▶ Data in this exercise:
____________

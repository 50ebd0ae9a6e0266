// gateway/src/control_token.rs
use chrono::{DateTime, Duration, Utc};
use dashmap::DashMap;
use uuid::Uuid;

/// Lifetime of a control socket ticket
pub const CONTROL_TOKEN_TTL_SECS: i64 = 30;

/// Single-use tickets for opening the control socket.
///
/// WebSocket handshakes carry no Referer, so the main frame first fetches a
/// ticket with a request that passed the Referer check and presents it on
/// the handshake.
#[derive(Debug)]
pub struct ControlTokenStore {
    tokens: DashMap<String, DateTime<Utc>>,
    ttl: Duration,
}

impl Default for ControlTokenStore {
    fn default() -> Self {
        Self::new(CONTROL_TOKEN_TTL_SECS)
    }
}

impl ControlTokenStore {
    pub fn new(ttl_seconds: i64) -> Self {
        Self {
            tokens: DashMap::new(),
            ttl: Duration::seconds(ttl_seconds),
        }
    }

    /// New ticket and its expiry
    pub fn issue(&self) -> (String, DateTime<Utc>) {
        let token = Uuid::new_v4().simple().to_string();
        let expires_at = Utc::now() + self.ttl;
        self.tokens.insert(token.clone(), expires_at);
        (token, expires_at)
    }

    /// Consume `token`; true only the first time and before expiry
    pub fn redeem(&self, token: &str) -> bool {
        match self.tokens.remove(token) {
            Some((_, expires_at)) => Utc::now() <= expires_at,
            None => false,
        }
    }

    pub fn purge_expired(&self) -> usize {
        let now = Utc::now();
        let mut purged = 0;
        self.tokens.retain(|_, expires_at| {
            let live = *expires_at >= now;
            if !live {
                purged += 1;
            }
            live
        });
        purged
    }

    pub fn len(&self) -> usize {
        self.tokens.len()
    }

    pub fn is_empty(&self) -> bool {
        self.tokens.is_empty()
    }
}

____________

▶ Task statement:
Select every line above that contains the word "bool", and copy it.

▶ Result for this task:
    pub fn redeem(&self, token: &str) -> bool {
    pub fn is_empty(&self) -> bool {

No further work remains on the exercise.